Just thought Id share because Ive used them both for years


----------



## CarolinaCasey (Jun 1, 2007)

Thanks for the feedback. Our club got sample sizes of the Bio-Vite Shampoo, Condition Plus, Magic Touch Grooming Spray, and Deep Cleansing Shampoo. I will be using some in our raffle baskets and putting the rest out for people to take as samples. I was interested in what has worked well... I'm going to try one of the samples that I'm keeping for myself tonight. Will keep you posted!


----------



## Sally's Mom (Sep 20, 2010)

I use bodifier. It is a concentrate I dilute and spray on.
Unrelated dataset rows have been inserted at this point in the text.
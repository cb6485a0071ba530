//! Task discovery collaborators that feed tasks into a [`Reactor`].

use std::io;
use std::sync::Arc;

use crate::milestone::Milestone;
use crate::reactor::Reactor;
use crate::task::Task;

/// Contributes tasks to a [`Reactor`].
pub trait TaskBuilder {
    /// Returns the tasks this builder contributes.
    ///
    /// The reactor under construction is passed in, so a builder may inspect
    /// it or register follow-up work of its own. I/O failures surface from
    /// [`Reactor::new`] as
    /// [`ReactorError::Discovery`](crate::ReactorError::Discovery).
    fn discover_tasks(&self, reactor: &Reactor) -> io::Result<Vec<Arc<dyn Task>>>;
}

/// Builder that always discovers the same fixed set of tasks.
pub struct FixedTasks {
    tasks: Vec<Arc<dyn Task>>,
}

impl FixedTasks {
    pub fn new(tasks: Vec<Arc<dyn Task>>) -> Self {
        Self { tasks }
    }
}

impl TaskBuilder for FixedTasks {
    fn discover_tasks(&self, _reactor: &Reactor) -> io::Result<Vec<Arc<dyn Task>>> {
        Ok(self.tasks.clone())
    }
}

/// Builder that concatenates the discoveries of several builders.
pub struct Union {
    builders: Vec<Box<dyn TaskBuilder>>,
}

impl Union {
    pub fn new(builders: Vec<Box<dyn TaskBuilder>>) -> Self {
        Self { builders }
    }
}

impl TaskBuilder for Union {
    fn discover_tasks(&self, reactor: &Reactor) -> io::Result<Vec<Arc<dyn Task>>> {
        let mut tasks = Vec::new();
        for builder in &self.builders {
            tasks.extend(builder.discover_tasks(reactor)?);
        }
        Ok(tasks)
    }
}

/// Builder that contributes no tasks.
#[derive(Debug, Default, Clone, Copy)]
pub struct Empty;

impl TaskBuilder for Empty {
    fn discover_tasks(&self, _reactor: &Reactor) -> io::Result<Vec<Arc<dyn Task>>> {
        Ok(Vec::new())
    }
}

/// Fluent builder for small task graphs.
///
/// [`requires`](TaskGraphBuilder::requires),
/// [`attains`](TaskGraphBuilder::attains),
/// [`not_fatal`](TaskGraphBuilder::not_fatal) and
/// [`followed_by`](TaskGraphBuilder::followed_by) configure the *next* call
/// to [`add`](TaskGraphBuilder::add), which consumes that configuration and
/// hands back a [`Handle`]. The handle doubles as a milestone the added task
/// attains implicitly, so later tasks can depend on it without naming a
/// milestone of their own:
///
/// ```
/// use cairn::TaskGraphBuilder;
///
/// let mut graph = TaskGraphBuilder::new();
/// let fetch = graph.add("fetch", |_| Ok(()));
/// graph.requires(&fetch).add("compile", |_| Ok(()));
/// ```
pub struct TaskGraphBuilder {
    tasks: Vec<Arc<BuiltTask>>,
    requires_next: Vec<Milestone>,
    attains_next: Vec<Milestone>,
    fatal_next: bool,
    last: Option<Milestone>,
}

/// Handle to a task added through [`TaskGraphBuilder::add`].
///
/// Converts into the milestone that task attains implicitly.
#[derive(Clone, Debug)]
pub struct Handle {
    milestone: Milestone,
}

impl Handle {
    pub fn milestone(&self) -> &Milestone {
        &self.milestone
    }
}

impl From<Handle> for Milestone {
    fn from(handle: Handle) -> Self {
        handle.milestone
    }
}

impl From<&Handle> for Milestone {
    fn from(handle: &Handle) -> Self {
        handle.milestone.clone()
    }
}

struct BuiltTask {
    name: String,
    requires: Vec<Milestone>,
    attains: Vec<Milestone>,
    fatal: bool,
    work: Box<dyn Fn(&Reactor) -> anyhow::Result<()> + Send + Sync>,
}

impl Task for BuiltTask {
    fn requires(&self) -> Vec<Milestone> {
        self.requires.clone()
    }

    fn attains(&self) -> Vec<Milestone> {
        self.attains.clone()
    }

    fn display_name(&self) -> String {
        self.name.clone()
    }

    fn failure_is_fatal(&self) -> bool {
        self.fatal
    }

    fn run(&self, reactor: &Reactor) -> anyhow::Result<()> {
        (self.work)(reactor)
    }
}

impl TaskGraphBuilder {
    pub fn new() -> Self {
        Self {
            tasks: Vec::new(),
            requires_next: Vec::new(),
            attains_next: Vec::new(),
            fatal_next: true,
            last: None,
        }
    }

    /// Marks the given milestone as a prerequisite of the next task added.
    pub fn requires(&mut self, milestone: impl Into<Milestone>) -> &mut Self {
        self.requires_next.push(milestone.into());
        self
    }

    /// Marks the next task added as contributing to the given milestone.
    pub fn attains(&mut self, milestone: impl Into<Milestone>) -> &mut Self {
        self.attains_next.push(milestone.into());
        self
    }

    /// The next task added will not abort the reactor when it fails.
    pub fn not_fatal(&mut self) -> &mut Self {
        self.fatal_next = false;
        self
    }

    /// The next task added requires the completion of the last added task.
    pub fn followed_by(&mut self) -> &mut Self {
        if let Some(last) = self.last.clone() {
            self.requires_next.push(last);
        }
        self
    }

    /// Adds a work unit under the accumulated configuration and returns its
    /// handle. The configuration resets afterwards: the following task again
    /// requires nothing, attains nothing beyond its handle, and is fatal.
    pub fn add(
        &mut self,
        display_name: impl Into<String>,
        work: impl Fn(&Reactor) -> anyhow::Result<()> + Send + Sync + 'static,
    ) -> Handle {
        let name = display_name.into();
        let handle_milestone = Milestone::unique_labeled(&name);
        let mut attains = std::mem::take(&mut self.attains_next);
        attains.push(handle_milestone.clone());
        let task = BuiltTask {
            name,
            requires: std::mem::take(&mut self.requires_next),
            attains,
            fatal: std::mem::replace(&mut self.fatal_next, true),
            work: Box::new(work),
        };
        self.tasks.push(Arc::new(task));
        self.last = Some(handle_milestone.clone());
        Handle {
            milestone: handle_milestone,
        }
    }
}

impl Default for TaskGraphBuilder {
    fn default() -> Self {
        Self::new()
    }
}

impl TaskBuilder for TaskGraphBuilder {
    fn discover_tasks(&self, _reactor: &Reactor) -> io::Result<Vec<Arc<dyn Task>>> {
        Ok(self
            .tasks
            .iter()
            .map(|task| Arc::clone(task) as Arc<dyn Task>)
            .collect())
    }
}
It does smell good.


----------



## LibertyME (Jan 6, 2007)

yep...use the bodifier......love the smell! 
It is Tracer's showdog scentl!


----------



## GoldenSail (Dec 30, 2008)

I've been using the shampoo as my show shampoo--in the limited shows I have gone. I like the smell and find that even after days after of jumping in the river and rolling in the dirt she still smells good


----------



## Tahnee GR (Aug 26, 2006)

I use the Magic Touch and love it!


----------



## K9-Design (Jan 18, 2009)

Awww yeah 
I love the smell of Bodifier in the morning
Feels like victory


----------